— Your objective —
Look through the records, and wherever the string "Inspect" turns up, copy out that line.

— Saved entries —
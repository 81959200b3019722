//! Caller-supplied acceptance rules for discovered journeys.

use std::collections::HashSet;

use crate::types::journey::JourneyInfo;

/// Decides whether a newly discovered journey should be surfaced.
///
/// Called once per discovered, unseen journey per cycle. Implementations
/// should be pure.
pub trait OfferFilter: Send + Sync {
    fn accept(&self, info: &JourneyInfo) -> bool;
}

// Blanket implementation: plain closures are filters
impl<F> OfferFilter for F
where
    F: Fn(&JourneyInfo) -> bool + Send + Sync,
{
    fn accept(&self, info: &JourneyInfo) -> bool {
        self(info)
    }
}

/// Accepts everything. The default filter.
#[derive(Debug, Clone, Copy, Default)]
pub struct AcceptAll;

impl OfferFilter for AcceptAll {
    fn accept(&self, _info: &JourneyInfo) -> bool {
        true
    }
}

/// Rejects journeys whose game title is blacklisted (exact match).
#[derive(Debug, Clone, Default)]
pub struct TitleBlacklist {
    titles: HashSet<String>,
}

impl TitleBlacklist {
    pub fn new(titles: impl IntoIterator<Item = impl Into<String>>) -> Self {
        Self {
            titles: titles.into_iter().map(Into::into).collect(),
        }
    }

    pub fn is_empty(&self) -> bool {
        self.titles.is_empty()
    }

    pub fn len(&self) -> usize {
        self.titles.len()
    }
}

impl OfferFilter for TitleBlacklist {
    fn accept(&self, info: &JourneyInfo) -> bool {
        !self.titles.contains(info.game_title())
    }
}
//! Top-level offer descriptors from the offer feed.

use serde::{Deserialize, Serialize};

/// How an offer is delivered to the claimant.
///
/// Unknown wire values are kept verbatim in `Other` so they survive a
/// round trip through the seen-set document.
#[derive(Debug, Clone, PartialEq, Eq, Hash, Serialize, Deserialize)]
#[serde(from = "String", into = "String")]
pub enum DeliveryMethod {
    /// Claimed on an external product page (the only kind we follow)
    ExternalOffer,

    /// Granted directly to the account
    DirectEntitlement,

    /// Anything else the feed reports
    Other(String),
}

impl DeliveryMethod {
    pub fn as_str(&self) -> &str {
        match self {
            DeliveryMethod::ExternalOffer => "EXTERNAL_OFFER",
            DeliveryMethod::DirectEntitlement => "DIRECT_ENTITLEMENT",
            DeliveryMethod::Other(value) => value,
        }
    }
}

impl From<String> for DeliveryMethod {
    fn from(value: String) -> Self {
        match value.as_str() {
            "EXTERNAL_OFFER" => DeliveryMethod::ExternalOffer,
            "DIRECT_ENTITLEMENT" => DeliveryMethod::DirectEntitlement,
            _ => DeliveryMethod::Other(value),
        }
    }
}

impl From<DeliveryMethod> for String {
    fn from(value: DeliveryMethod) -> Self {
        value.as_str().to_string()
    }
}

impl std::fmt::Display for DeliveryMethod {
    fn fmt(&self, f: &mut std::fmt::Formatter<'_>) -> std::fmt::Result {
        f.write_str(self.as_str())
    }
}

/// Offer content block.
#[derive(Debug, Clone, Default, PartialEq, Serialize, Deserialize)]
pub struct OfferContent {
    /// Claim page for external offers
    #[serde(rename = "externalURL", default)]
    pub external_url: Option<String>,
}

/// A top-level offer as listed in the offer feed.
///
/// Sourced fresh every cycle; only persisted as part of a
/// [`JourneyInfo`](crate::types::journey::JourneyInfo).
#[derive(Debug, Clone, PartialEq, Serialize, Deserialize)]
#[serde(rename_all = "camelCase")]
pub struct PrimeOffer {
    pub id: String,

    pub title: String,

    pub delivery_method: DeliveryMethod,

    #[serde(default)]
    pub content: OfferContent,
}

impl PrimeOffer {
    /// Create an external offer pointing at a claim page.
    pub fn external(
        id: impl Into<String>,
        title: impl Into<String>,
        external_url: impl Into<String>,
    ) -> Self {
        Self {
            id: id.into(),
            title: title.into(),
            delivery_method: DeliveryMethod::ExternalOffer,
            content: OfferContent {
                external_url: Some(external_url.into()),
            },
        }
    }

    /// Set the delivery method.
    pub fn with_delivery_method(mut self, method: DeliveryMethod) -> Self {
        self.delivery_method = method;
        self
    }

    pub fn external_url(&self) -> Option<&str> {
        self.content.external_url.as_deref()
    }

    pub fn is_external(&self) -> bool {
        self.delivery_method == DeliveryMethod::ExternalOffer
    }
}
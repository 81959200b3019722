//! Operator CLI for the seen-set document.
//!
//! Inspect and repair the watcher's persisted state without starting a
//! browser.

use std::path::PathBuf;
use std::process::ExitCode;

use anyhow::{Context, Result};
use chrono::Utc;
use clap::{Parser, Subcommand};
use offer_watch::{telemetry, AppConfig, JsonFileStore, SeenStore};

#[derive(Parser)]
#[command(name = "seen-set")]
#[command(about = "Inspect and maintain the offer watcher's seen-set")]
#[command(version)]
struct Cli {
    /// Config file (defaults to $OFFER_WATCH_CONFIG, then config.json)
    #[arg(short, long, global = true)]
    config: Option<PathBuf>,

    /// Seen-set document (overrides watchdog.store_path)
    #[arg(short, long, global = true)]
    store: Option<PathBuf>,

    #[command(subcommand)]
    command: Commands,
}

#[derive(Subcommand)]
enum Commands {
    /// List stored offers
    List {
        /// Print full JSON records
        #[arg(long)]
        json: bool,
    },

    /// Remove offers whose sub-offers have all ended
    Prune,

    /// Remove one offer so it is surfaced again
    Forget {
        /// Item id
        item_id: String,
    },

    /// Print the resolved configuration
    ShowConfig,
}

#[tokio::main]
async fn main() -> ExitCode {
    telemetry::init_tracing("warn");

    if let Err(e) = run().await {
        eprintln!("Error: {:#}", e);
        return ExitCode::from(1);
    }
    ExitCode::SUCCESS
}

async fn run() -> Result<()> {
    let cli = Cli::parse();
    let config = load_config(cli.config)?;
    let store_path = cli
        .store
        .unwrap_or_else(|| config.watchdog.store_path.clone());

    match cli.command {
        Commands::ShowConfig => {
            println!("{}", serde_json::to_string_pretty(&config)?);
            Ok(())
        }
        Commands::List { json } => cmd_list(&open_store(store_path).await?, json).await,
        Commands::Prune => cmd_prune(&open_store(store_path).await?).await,
        Commands::Forget { item_id } => cmd_forget(&open_store(store_path).await?, &item_id).await,
    }
}

/// A missing config file is fine for this tool; defaults apply.
fn load_config(explicit: Option<PathBuf>) -> Result<AppConfig> {
    let path = AppConfig::resolve_path(explicit);
    if !path.exists() {
        tracing::info!(path = %path.display(), "No config file, using defaults");
        return Ok(AppConfig::default());
    }
    AppConfig::load(&path).with_context(|| format!("Failed to load {}", path.display()))
}

async fn open_store(path: PathBuf) -> Result<JsonFileStore> {
    JsonFileStore::open(&path)
        .await
        .with_context(|| format!("Failed to open seen-set {}", path.display()))
}

async fn cmd_list(store: &JsonFileStore, json: bool) -> Result<()> {
    let items = store.all().await?;

    if json {
        println!("{}", serde_json::to_string_pretty(&items)?);
        return Ok(());
    }

    let now = Utc::now();
    for info in &items {
        let ends = info
            .item
            .offers
            .iter()
            .filter_map(|offer| offer.end_time)
            .max()
            .map(|end| end.to_rfc3339())
            .unwrap_or_else(|| "-".to_string());
        let status = if info.is_expired(now) { "expired" } else { "active" };

        println!("{}\t{}\t{}\t{}", info.key(), status, ends, info.game_title());
    }
    println!("{} offers in {}", items.len(), store.path().display());
    Ok(())
}

async fn cmd_prune(store: &JsonFileStore) -> Result<()> {
    let now = Utc::now();
    let mut pruned = 0;

    for info in store.all().await? {
        if info.is_expired(now) && store.remove(&info).await? {
            println!("Pruned {} ({})", info.key(), info.game_title());
            pruned += 1;
        }
    }
    println!("Pruned {} expired offers", pruned);
    Ok(())
}

async fn cmd_forget(store: &JsonFileStore, item_id: &str) -> Result<()> {
    let target = store
        .all()
        .await?
        .into_iter()
        .find(|info| info.key() == item_id)
        .with_context(|| format!("No stored offer with item id {}", item_id))?;

    store.remove(&target).await?;
    println!("Forgot {} ({})", target.key(), target.game_title());
    Ok(())
}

— Output —
//! Inspect and repair the watcher's persisted state without starting a
#[command(about = "Inspect and maintain the offer watcher's seen-set")]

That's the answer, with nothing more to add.